If you look at the role of storytellers in communities going back to the beginning of time, they played a very functional role in assisting the community and making sense of its experience, of the world around them, charting parts of their lives, getting through parts of their lives. I was interested in the eternal role of storyteller and songwriter and how I was gonna perform that function best.
When you’re a little rock band and you’re in a little bar, you’re in the middle of your people, you know? You play your set, you come off, you have a drink, you go back, you play your set. And you’re in the middle of the town you’re living in, so you’re an incredibly integral part of your people at that time. And then I think as you become successful there is stress and tension on all that fabric. It stretches, stretches, and stretches. Stretching it is OK—but you don’t want it to tear and break. I was concerned that I’d tear the basic threadwork of what tied me to the deeper meaning of what I was doing. So I was careful.
MM: Do you write your lyrics first and then form the music around them?
BS: No, I try to find a character, a theme, that I’m interested in that is coming up out of my own psychological needs and point of view at the moment. And then what happens, if you do it right, you start from the inside out and you grow your way into what the music is going to be the-matically about.

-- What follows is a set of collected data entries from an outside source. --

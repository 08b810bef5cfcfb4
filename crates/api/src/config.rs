use std::str::FromStr;

/// Default bind port.
pub const DEFAULT_PORT: u16 = 9124;

/// Default per-request timeout.
pub const DEFAULT_REQUEST_TIMEOUT_SECS: u64 = 10;

/// HTTP server configuration loaded from environment variables.
///
/// All fields have defaults suitable for running on the monitored host.
#[derive(Debug, Clone)]
pub struct ServerConfig {
    /// Bind address (default: `0.0.0.0`).
    pub host: String,
    /// Bind port (default: `9124`).
    pub port: u16,
    /// HTTP request timeout in seconds (default: `10`).
    pub request_timeout_secs: u64,
}

impl ServerConfig {
    /// Load configuration from environment variables with defaults.
    ///
    /// | Env Var                | Default   |
    /// |------------------------|-----------|
    /// | `ZEROSTAT_HOST`        | `0.0.0.0` |
    /// | `ZEROSTAT_PORT`        | `9124`    |
    /// | `REQUEST_TIMEOUT_SECS` | `10`      |
    pub fn from_env() -> Self {
        let host = std::env::var("ZEROSTAT_HOST")
            .ok()
            .filter(|v| !v.trim().is_empty())
            .unwrap_or_else(|| "0.0.0.0".into());

        Self {
            host,
            port: env_or("ZEROSTAT_PORT", DEFAULT_PORT),
            request_timeout_secs: env_or("REQUEST_TIMEOUT_SECS", DEFAULT_REQUEST_TIMEOUT_SECS),
        }
    }
}

fn env_or<T>(key: &str, default: T) -> T
where
    T: FromStr + Copy + std::fmt::Display,
{
    match std::env::var(key) {
        Ok(raw) if !raw.trim().is_empty() => raw.trim().parse().unwrap_or_else(|_| {
            tracing::warn!(key, value = %raw, %default, "Invalid number in environment, using default");
            default
        }),
        _ => default,
    }
}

MM: The press love putting everyone into a box or comparing them with someone else. You were compared in the early part of your career to Bob Dylan.

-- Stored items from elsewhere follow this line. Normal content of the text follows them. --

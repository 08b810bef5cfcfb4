//! Channel routing for rendered alert messages.

use tokio::sync::RwLock;
use zerostat_core::alert::NotificationChannel;
use zerostat_core::channels::{CHANNEL_EMAIL, CHANNEL_TELEGRAM, CHANNEL_WEBHOOK};

use crate::config::NotificationConfig;
use crate::delivery::email::{EmailDelivery, EmailError};
use crate::delivery::telegram::{TelegramDelivery, TelegramError};
use crate::delivery::webhook::{WebhookDelivery, WebhookError};

/// Failure to deliver a message on the selected channel.
#[derive(Debug, thiserror::Error)]
pub enum NotifyError {
    #[error("webhook delivery failed: {0}")]
    Webhook(#[from] WebhookError),

    #[error("telegram delivery failed: {0}")]
    Telegram(#[from] TelegramError),

    #[error("email delivery failed: {0}")]
    Email(#[from] EmailError),

    /// The channel was selected but its settings are missing.
    #[error("{channel} channel is not configured")]
    NotConfigured { channel: &'static str },
}

/// Sends messages over whichever channel a rule selects.
///
/// The config sits behind a lock so it can be replaced at runtime; each send
/// takes a snapshot and releases the lock before any network I/O.
pub struct Notifier {
    config: RwLock<NotificationConfig>,
    webhook: WebhookDelivery,
    telegram: TelegramDelivery,
    email: EmailDelivery,
}

impl Notifier {
    pub fn new(config: NotificationConfig) -> Self {
        Self::with_telegram(config, TelegramDelivery::new())
    }

    /// Use a custom Telegram transport (alternate API host).
    pub fn with_telegram(config: NotificationConfig, telegram: TelegramDelivery) -> Self {
        Self {
            config: RwLock::new(config.normalized()),
            webhook: WebhookDelivery::new(),
            telegram,
            email: EmailDelivery::new(),
        }
    }

    /// Current channel settings.
    pub async fn config(&self) -> NotificationConfig {
        self.config.read().await.clone()
    }

    pub async fn update_config(&self, config: NotificationConfig) {
        *self.config.write().await = config.normalized();
        tracing::info!("Notification settings updated");
    }

    /// Deliver `message` on `channel`. [`NotificationChannel::None`] is a no-op.
    pub async fn send(&self, channel: NotificationChannel, message: &str) -> Result<(), NotifyError> {
        let config = self.config().await;

        match channel {
            NotificationChannel::None => Ok(()),
            NotificationChannel::Webhook => {
                let url = config.webhook_url.as_deref().ok_or(NotifyError::NotConfigured {
                    channel: CHANNEL_WEBHOOK,
                })?;
                self.webhook.deliver(url, message).await?;
                Ok(())
            }
            NotificationChannel::Telegram => {
                let (token, chat_id) = config.telegram_target().ok_or(NotifyError::NotConfigured {
                    channel: CHANNEL_TELEGRAM,
                })?;
                self.telegram.deliver(token, chat_id, message).await?;
                Ok(())
            }
            NotificationChannel::Email => {
                if !config.email_configured() {
                    return Err(NotifyError::NotConfigured {
                        channel: CHANNEL_EMAIL,
                    });
                }
                self.email.deliver(&config, message).await?;
                Ok(())
            }
        }
    }
}

// ---------------------------------------------------------------------------
// Tests
// ---------------------------------------------------------------------------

BS: That’s right. There was me and a whole bunch of guys and we all got signed at the same time: me, John Prine, Loudon Wainwright, Elliott Murphy. There was probably half a dozen of us at the time who had our dice rolling to be, quote, the new Bob Dylan. And the sad thing was, he was still a kid and they were already looking for somebody to be the new him. He was only about thirty and we were all twenty-three or twenty-four or twenty-five. Needless to say, there was never going to be a new Dylan. But we were all serious songwriters and, at the time, that kind of songwriting was at the top of the charts. I mean, James Taylor and these guys had Top 10 records.
MM: When you were growing up here in New Jersey, who did you love when you were six, seven, eight, nine, ten years old?
BS: I only heard Top 40 radio, so I found things I loved on Top 40.
MM: You liked Elvis?
BS: Of course. The extent of your exposure to music was just what was on in the kitchen in the morning. But there was an enormous world coming out of this little ten-inch speaker. People thought it was junk, but there was an enormous sense of life and experience coming out of it. And then, of course, on television, you first saw Elvis and the Beatles and the British invasion. Elvis sort of got you thinking, and the Beatles and the Stones got you acting.
MM: When I saw the documentary, I slightly went into shock because I never dreamed—
BS: —that we were that skinny!
MM: Is it strange to look back and see yourself at that age?
BS: Well, I look a lot like my sons, so it’s kind of interesting. My sons are twenty and sixteen. I think the funniest thing is in some of the scenes, you’re just a dead ringer for your kids, you know? And Steve and I had already been friends for ten years when you see us in this documentary. But you see how that relationship has really remained. It’s been incredibly stable for my whole life.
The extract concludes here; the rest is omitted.